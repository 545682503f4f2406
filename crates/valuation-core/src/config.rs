use serde::{Deserialize, Serialize};
use std::collections::BTreeMap;

use crate::ValuationError;

/// Built-in label vocabulary, shipped as data so new statement vocabularies
/// can be added without touching the resolver.
const DEFAULT_METRIC_LABELS: &str = include_str!("../config/metric_labels.json");

/// Financial-statement figures the engine resolves from line items.
#[derive(Debug, Clone, Copy, PartialEq, Eq, PartialOrd, Ord, Hash, Serialize, Deserialize)]
#[serde(rename_all = "camelCase")]
pub enum Metric {
    Revenue,
    NetIncome,
    TotalAssets,
    TotalEquity,
    TotalLiabilities,
    OperatingCashFlow,
    LongTermDebt,
    Eps,
    Capex,
}

impl Metric {
    pub const ALL: [Metric; 9] = [
        Metric::Revenue,
        Metric::NetIncome,
        Metric::TotalAssets,
        Metric::TotalEquity,
        Metric::TotalLiabilities,
        Metric::OperatingCashFlow,
        Metric::LongTermDebt,
        Metric::Eps,
        Metric::Capex,
    ];
}

/// Candidate labels per metric, in priority order.
#[derive(Debug, Clone, PartialEq, Serialize, Deserialize)]
#[serde(transparent)]
pub struct MetricLabels(BTreeMap<Metric, Vec<String>>);

impl MetricLabels {
    pub fn builtin() -> Result<Self, ValuationError> {
        Self::from_json(DEFAULT_METRIC_LABELS)
    }

    pub fn from_json(json: &str) -> Result<Self, ValuationError> {
        let labels: MetricLabels = serde_json::from_str(json)
            .map_err(|e| ValuationError::InvalidConfig(format!("metric labels: {}", e)))?;
        labels.validate()?;
        Ok(labels)
    }

    pub fn from_file(path: &str) -> Result<Self, ValuationError> {
        let json = std::fs::read_to_string(path)
            .map_err(|e| ValuationError::InvalidConfig(format!("{}: {}", path, e)))?;
        Self::from_json(&json)
    }

    pub fn labels(&self, metric: Metric) -> &[String] {
        self.0.get(&metric).map(|v| v.as_slice()).unwrap_or(&[])
    }

    fn validate(&self) -> Result<(), ValuationError> {
        for metric in Metric::ALL {
            let labels = self.labels(metric);
            if labels.is_empty() || labels.iter().all(|l| l.trim().is_empty()) {
                return Err(ValuationError::InvalidConfig(format!(
                    "no candidate labels for {:?}",
                    metric
                )));
            }
        }
        Ok(())
    }
}

/// Fixed assumptions of the discounted-cash-flow projection.
#[derive(Debug, Clone, PartialEq, Serialize, Deserialize)]
pub struct DcfAssumptions {
    /// Annual discount rate (WACC stand-in).
    pub discount_rate: f64,
    /// Perpetual growth used by the Gordon terminal value.
    pub terminal_growth: f64,
    /// Lower clamp for the estimated growth rate.
    pub min_growth: f64,
    /// Upper clamp for the estimated growth rate.
    pub max_growth: f64,
    pub projection_years: u32,
    /// Minimum number of cash-flow values before a projection is attempted.
    pub min_history: usize,
}

impl Default for DcfAssumptions {
    fn default() -> Self {
        Self {
            discount_rate: 0.10,
            terminal_growth: 0.03,
            min_growth: -0.20,
            max_growth: 0.30,
            projection_years: 5,
            min_history: 3,
        }
    }
}

impl DcfAssumptions {
    pub fn validate(&self) -> Result<(), ValuationError> {
        if !self.discount_rate.is_finite() || !self.terminal_growth.is_finite() {
            return Err(ValuationError::InvalidConfig(
                "discount rate and terminal growth must be finite".to_string(),
            ));
        }
        if self.discount_rate <= self.terminal_growth {
            return Err(ValuationError::InvalidConfig(format!(
                "discount rate {} must exceed terminal growth {}",
                self.discount_rate, self.terminal_growth
            )));
        }
        if self.discount_rate <= -1.0 {
            return Err(ValuationError::InvalidConfig(format!(
                "discount rate {} must be greater than -1",
                self.discount_rate
            )));
        }
        if !(self.min_growth <= self.max_growth) {
            return Err(ValuationError::InvalidConfig(format!(
                "growth clamp [{}, {}] is empty",
                self.min_growth, self.max_growth
            )));
        }
        if self.projection_years == 0 {
            return Err(ValuationError::InvalidConfig(
                "projection years must be at least 1".to_string(),
            ));
        }
        if self.min_history < 2 {
            return Err(ValuationError::InvalidConfig(
                "growth estimation needs at least 2 historical values".to_string(),
            ));
        }
        Ok(())
    }
}

/// Engine configuration: DCF assumptions, label vocabulary and how many
/// statements to load per company.
#[derive(Debug, Clone, PartialEq)]
pub struct ValuationConfig {
    pub dcf: DcfAssumptions,
    pub labels: MetricLabels,
    pub statement_limit: usize,
}

impl ValuationConfig {
    pub const DEFAULT_STATEMENT_LIMIT: usize = 6;

    pub fn builtin() -> Result<Self, ValuationError> {
        Ok(Self {
            dcf: DcfAssumptions::default(),
            labels: MetricLabels::builtin()?,
            statement_limit: Self::DEFAULT_STATEMENT_LIMIT,
        })
    }

    /// Built-in defaults overridden by `VALUATION_*` environment variables.
    pub fn from_env() -> Result<Self, ValuationError> {
        let labels = match std::env::var("VALUATION_LABELS_PATH") {
            Ok(path) => {
                tracing::info!("Loading metric labels from {}", path);
                MetricLabels::from_file(&path)?
            }
            Err(_) => MetricLabels::builtin()?,
        };

        let defaults = DcfAssumptions::default();
        let dcf = DcfAssumptions {
            discount_rate: env_parse("VALUATION_DISCOUNT_RATE").unwrap_or(defaults.discount_rate),
            terminal_growth: env_parse("VALUATION_TERMINAL_GROWTH").unwrap_or(defaults.terminal_growth),
            min_growth: env_parse("VALUATION_MIN_GROWTH").unwrap_or(defaults.min_growth),
            max_growth: env_parse("VALUATION_MAX_GROWTH").unwrap_or(defaults.max_growth),
            ..defaults
        };

        let config = Self {
            dcf,
            labels,
            statement_limit: env_parse("VALUATION_STATEMENT_LIMIT")
                .unwrap_or(Self::DEFAULT_STATEMENT_LIMIT),
        };
        config.validate()?;
        Ok(config)
    }

    pub fn validate(&self) -> Result<(), ValuationError> {
        self.dcf.validate()?;
        self.labels.validate()?;
        if self.statement_limit == 0 {
            return Err(ValuationError::InvalidConfig(
                "statement limit must be at least 1".to_string(),
            ));
        }
        Ok(())
    }
}

fn env_parse<T: std::str::FromStr>(key: &str) -> Option<T> {
    let raw = std::env::var(key).ok()?;
    match raw.trim().parse() {
        Ok(v) => Some(v),
        Err(_) => {
            tracing::warn!("Ignoring unparsable {}={:?}", key, raw);
            None
        }
    }
}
----------
Assignment » Nothing should be left out: repeat all of the data exactly.

Solution »
repository 545682503f4f2406
filename crates/valuation-core/src/config.rs
use serde::{Deserialize, Serialize};
use std::collections::BTreeMap;

use crate::ValuationError;

/// Built-in label vocabulary, shipped as data so new statement vocabularies
/// can be added without touching the resolver.
const DEFAULT_METRIC_LABELS: &str = include_str!("../config/metric_labels.json");

/// Financial-statement figures the engine resolves from line items.
#[derive(Debug, Clone, Copy, PartialEq, Eq, PartialOrd, Ord, Hash, Serialize, Deserialize)]
#[serde(rename_all = "camelCase")]
pub enum Metric {
    Revenue,
    NetIncome,
    TotalAssets,
    TotalEquity,
    TotalLiabilities,
    OperatingCashFlow,
    LongTermDebt,
    Eps,
    Capex,
}

impl Metric {
    pub const ALL: [Metric; 9] = [
        Metric::Revenue,
        Metric::NetIncome,
        Metric::TotalAssets,
        Metric::TotalEquity,
        Metric::TotalLiabilities,
        Metric::OperatingCashFlow,
        Metric::LongTermDebt,
        Metric::Eps,
        Metric::Capex,
    ];
}

/// Candidate labels per metric, in priority order.
#[derive(Debug, Clone, PartialEq, Serialize, Deserialize)]
#[serde(transparent)]
pub struct MetricLabels(BTreeMap<Metric, Vec<String>>);

impl MetricLabels {
    pub fn builtin() -> Result<Self, ValuationError> {
        Self::from_json(DEFAULT_METRIC_LABELS)
    }

    pub fn from_json(json: &str) -> Result<Self, ValuationError> {
        let labels: MetricLabels = serde_json::from_str(json)
            .map_err(|e| ValuationError::InvalidConfig(format!("metric labels: {}", e)))?;
        labels.validate()?;
        Ok(labels)
    }

    pub fn from_file(path: &str) -> Result<Self, ValuationError> {
        let json = std::fs::read_to_string(path)
            .map_err(|e| ValuationError::InvalidConfig(format!("{}: {}", path, e)))?;
        Self::from_json(&json)
    }

    pub fn labels(&self, metric: Metric) -> &[String] {
        self.0.get(&metric).map(|v| v.as_slice()).unwrap_or(&[])
    }

    fn validate(&self) -> Result<(), ValuationError> {
        for metric in Metric::ALL {
            let labels = self.labels(metric);
            if labels.is_empty() || labels.iter().all(|l| l.trim().is_empty()) {
                return Err(ValuationError::InvalidConfig(format!(
                    "no candidate labels for {:?}",
                    metric
                )));
            }
        }
        Ok(())
    }
}

/// Fixed assumptions of the discounted-cash-flow projection.
#[derive(Debug, Clone, PartialEq, Serialize, Deserialize)]
pub struct DcfAssumptions {
    /// Annual discount rate (WACC stand-in).
    pub discount_rate: f64,
    /// Perpetual growth used by the Gordon terminal value.
    pub terminal_growth: f64,
    /// Lower clamp for the estimated growth rate.
    pub min_growth: f64,
    /// Upper clamp for the estimated growth rate.
    pub max_growth: f64,
    pub projection_years: u32,
    /// Minimum number of cash-flow values before a projection is attempted.
    pub min_history: usize,
}

impl Default for DcfAssumptions {
    fn default() -> Self {
        Self {
            discount_rate: 0.10,
            terminal_growth: 0.03,
            min_growth: -0.20,
            max_growth: 0.30,
            projection_years: 5,
            min_history: 3,
        }
    }
}

impl DcfAssumptions {
    pub fn validate(&self) -> Result<(), ValuationError> {
        if !self.discount_rate.is_finite() || !self.terminal_growth.is_finite() {
            return Err(ValuationError::InvalidConfig(
                "discount rate and terminal growth must be finite".to_string(),
            ));
        }
        if self.discount_rate <= self.terminal_growth {
            return Err(ValuationError::InvalidConfig(format!(
                "discount rate {} must exceed terminal growth {}",
                self.discount_rate, self.terminal_growth
            )));
        }
        if self.discount_rate <= -1.0 {
            return Err(ValuationError::InvalidConfig(format!(
                "discount rate {} must be greater than -1",
                self.discount_rate
            )));
        }
        if !(self.min_growth <= self.max_growth) {
            return Err(ValuationError::InvalidConfig(format!(
                "growth clamp [{}, {}] is empty",
                self.min_growth, self.max_growth
            )));
        }
        if self.projection_years == 0 {
            return Err(ValuationError::InvalidConfig(
                "projection years must be at least 1".to_string(),
            ));
        }
        if self.min_history < 2 {
            return Err(ValuationError::InvalidConfig(
                "growth estimation needs at least 2 historical values".to_string(),
            ));
        }
        Ok(())
    }
}

/// Engine configuration: DCF assumptions, label vocabulary and how many
/// statements to load per company.
#[derive(Debug, Clone, PartialEq)]
pub struct ValuationConfig {
    pub dcf: DcfAssumptions,
    pub labels: MetricLabels,
    pub statement_limit: usize,
}

impl ValuationConfig {
    pub const DEFAULT_STATEMENT_LIMIT: usize = 6;

    pub fn builtin() -> Result<Self, ValuationError> {
        Ok(Self {
            dcf: DcfAssumptions::default(),
            labels: MetricLabels::builtin()?,
            statement_limit: Self::DEFAULT_STATEMENT_LIMIT,
        })
    }

    /// Built-in defaults overridden by `VALUATION_*` environment variables.
    pub fn from_env() -> Result<Self, ValuationError> {
        let labels = match std::env::var("VALUATION_LABELS_PATH") {
            Ok(path) => {
                tracing::info!("Loading metric labels from {}", path);
                MetricLabels::from_file(&path)?
            }
            Err(_) => MetricLabels::builtin()?,
        };

        let defaults = DcfAssumptions::default();
        let dcf = DcfAssumptions {
            discount_rate: env_parse("VALUATION_DISCOUNT_RATE").unwrap_or(defaults.discount_rate),
            terminal_growth: env_parse("VALUATION_TERMINAL_GROWTH").unwrap_or(defaults.terminal_growth),
            min_growth: env_parse("VALUATION_MIN_GROWTH").unwrap_or(defaults.min_growth),
            max_growth: env_parse("VALUATION_MAX_GROWTH").unwrap_or(defaults.max_growth),
            ..defaults
        };

        let config = Self {
            dcf,
            labels,
            statement_limit: env_parse("VALUATION_STATEMENT_LIMIT")
                .unwrap_or(Self::DEFAULT_STATEMENT_LIMIT),
        };
        config.validate()?;
        Ok(config)
    }

    pub fn validate(&self) -> Result<(), ValuationError> {
        self.dcf.validate()?;
        self.labels.validate()?;
        if self.statement_limit == 0 {
            return Err(ValuationError::InvalidConfig(
                "statement limit must be at least 1".to_string(),
            ));
        }
        Ok(())
    }
}

fn env_parse<T: std::str::FromStr>(key: &str) -> Option<T> {
    let raw = std::env::var(key).ok()?;
    match raw.trim().parse() {
        Ok(v) => Some(v),
        Err(_) => {
            tracing::warn!("Ignoring unparsable {}={:?}", key, raw);
            None
        }
    }
}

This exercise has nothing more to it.